Exchange Rates (Copy)
11.2.1 Measurement of Exchange Rates
- Nominal Exchange Rate:
- The rate at which one currency can be exchanged for another.
- Expressed as units of foreign currency per unit of domestic currency (or vice versa).
- Example: 1 USD = 75 PKR.
- Real Exchange Rate:
- Adjusted for price level differences between countries to reflect the relative purchasing power of currencies.
- Formula:
Real Exchange Rate = (Nominal Exchange Rate × Domestic Price Level) ÷ Foreign Price Level - Indicates competitiveness of a country’s goods internationally.

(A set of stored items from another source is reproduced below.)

//! Property tests for traversal over random dependency graphs.
//!
//! Every generated graph is checked against a plain breadth-first search
//! computed in the test itself.

use depwalk::domain::{Node, NodeId};
use depwalk::store::RecordingStore;
use depwalk::store::in_memory::InMemoryStore;
use depwalk::traversal::{DependencyGraph, KnownIdSet, TraversalOptions, TraversalResult};
use proptest::prelude::*;
use std::collections::{BTreeMap, HashSet, VecDeque};
use std::sync::Arc;

/// A generated graph. Node `i` has id `lib{i}`; targets at or beyond
/// `present` name libraries that are referenced but not stored.
#[derive(Debug, Clone)]
struct Graph {
    present: usize,
    edges: Vec<Vec<usize>>,
}

fn id(index: usize) -> String {
    format!("lib{index}")
}

fn arb_graph() -> impl Strategy<Value = Graph> {
    (1usize..16).prop_flat_map(|present| {
        let universe = present + 4;
        prop::collection::vec(prop::collection::vec(0..universe, 0..5), present)
            .prop_map(move |edges| Graph { present, edges })
    })
}

fn build_store(graph: &Graph) -> InMemoryStore {
    let nodes = graph.edges.iter().enumerate().map(|(i, deps)| {
        deps.iter().fold(Node::new(id(i), "p", id(i)), |node, &dep| {
            node.with_dependency(id(dep), "p")
        })
    });
    InMemoryStore::from_nodes(nodes).0
}

/// Reference BFS from `lib0`. Returns found depths and missing depths.
fn reference(
    graph: &Graph,
    depth: usize,
    allowed: Option<&HashSet<usize>>,
) -> (BTreeMap<String, usize>, BTreeMap<String, usize>) {
    let mut seen: BTreeMap<usize, usize> = BTreeMap::from([(0, 0)]);
    let mut queue = VecDeque::from([0usize]);
    while let Some(node) = queue.pop_front() {
        let d = seen[&node];
        if d == depth || node >= graph.present {
            continue;
        }
        for &dep in &graph.edges[node] {
            if seen.contains_key(&dep) || allowed.is_some_and(|set| !set.contains(&dep)) {
                continue;
            }
            seen.insert(dep, d + 1);
            queue.push_back(dep);
        }
    }

    let (found, missing): (Vec<_>, Vec<_>) =
        seen.into_iter().partition(|(node, _)| *node < graph.present);
    let named = |pairs: Vec<(usize, usize)>| -> BTreeMap<String, usize> {
        pairs.into_iter().map(|(n, d)| (id(n), d)).collect()
    };
    (named(found), named(missing))
}

fn found_depths(result: &TraversalResult) -> BTreeMap<String, usize> {
    result
        .collected_nodes
        .iter()
        .map(|(id, entry)| (id.to_string(), entry.discovery_depth))
        .collect()
}

fn missing_depths(result: &TraversalResult) -> BTreeMap<String, usize> {
    result
        .missing
        .iter()
        .map(|m| (m.id.to_string(), m.discovery_depth))
        .collect()
}

fn run<F: std::future::Future>(future: F) -> F::Output {
    tokio::runtime::Builder::new_current_thread()
        .enable_all()
        .build()
        .unwrap()
        .block_on(future)
}

proptest! {
    #![proptest_config(ProptestConfig::with_cases(64))]

    #[test]
    fn matches_breadth_first_search(
        graph in arb_graph(),
        depth in 0usize..6,
        concurrency in 1usize..6,
    ) {
        let store = Arc::new(RecordingStore::new(build_store(&graph)));
        let engine = DependencyGraph::new(store.clone())
            .with_options(TraversalOptions { max_concurrent_lookups: concurrency, timeout: None })
            .unwrap();

        let result = run(engine.traverse("lib0", i64::try_from(depth).unwrap())).unwrap();
        let (found, missing) = reference(&graph, depth, None);

        prop_assert_eq!(found_depths(&result), found);
        prop_assert_eq!(missing_depths(&result), missing);
        prop_assert!(result.max_discovered_depth().unwrap_or(0) <= depth);
    }

    #[test]
    fn never_looks_up_an_id_twice(graph in arb_graph(), depth in 0usize..8) {
        let store = Arc::new(RecordingStore::new(build_store(&graph)));
        let engine = DependencyGraph::new(store.clone());

        run(engine.traverse("lib0", i64::try_from(depth).unwrap())).unwrap();

        prop_assert!(store.point_read_counts().values().all(|&n| n == 1));
        prop_assert!(store.point_reads_for("lib0") == 0);
    }

    #[test]
    fn filter_rejects_are_neither_read_nor_reported(
        graph in arb_graph(),
        depth in 0usize..6,
        keep in prop::collection::hash_set(0usize..20, 0..20),
    ) {
        let store = Arc::new(RecordingStore::new(build_store(&graph)));
        let filter: KnownIdSet = keep.iter().map(|&i| NodeId::from(id(i))).collect();
        let engine = DependencyGraph::new(store.clone()).with_filter(Arc::new(filter));

        let result = run(engine.traverse("lib0", i64::try_from(depth).unwrap())).unwrap();
        let (found, missing) = reference(&graph, depth, Some(&keep));

        prop_assert_eq!(found_depths(&result), found);
        prop_assert_eq!(missing_depths(&result), missing);
        for read in store.point_read_log() {
            let index: usize = read.as_str().trim_start_matches("lib").parse().unwrap();
            prop_assert!(keep.contains(&index), "{} was read despite the filter", read);
        }
    }

    #[test]
    fn repeated_runs_agree(graph in arb_graph(), depth in 0usize..6) {
        let engine = DependencyGraph::new(Arc::new(build_store(&graph)));

        let first = run(engine.traverse("lib0", i64::try_from(depth).unwrap())).unwrap();
        let second = run(engine.traverse("lib0", i64::try_from(depth).unwrap())).unwrap();

        prop_assert_eq!(first.collected_nodes, second.collected_nodes);
        prop_assert_eq!(first.missing, second.missing);
    }
}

- Trade-Weighted Exchange Rate (Effective Exchange Rate):
- Weighted average of a country’s currency relative to a basket of other currencies, weighted by trade volumes with those countries.
- Better measure of overall external competitiveness than bilateral nominal rate.
11.2.2 Determination of Exchange Rates Under Fixed and Managed Systems
- Fixed Exchange Rate System:
- Currency value is pegged to another currency or basket of currencies.
- Central bank intervenes actively to maintain rate by buying/selling reserves.
- Managed (Dirty) Float System:
- Exchange rates fluctuate with market forces but central bank intervenes occasionally to smooth volatility or guide value.
- Floating Exchange Rate System:
- Determined purely by supply and demand in foreign exchange markets.
- Central bank does not intervene.
11.2.3 Distinction Between Revaluation and Devaluation of a Fixed Exchange Rate
- Revaluation:
- Official increase in the value of the domestic currency under a fixed regime.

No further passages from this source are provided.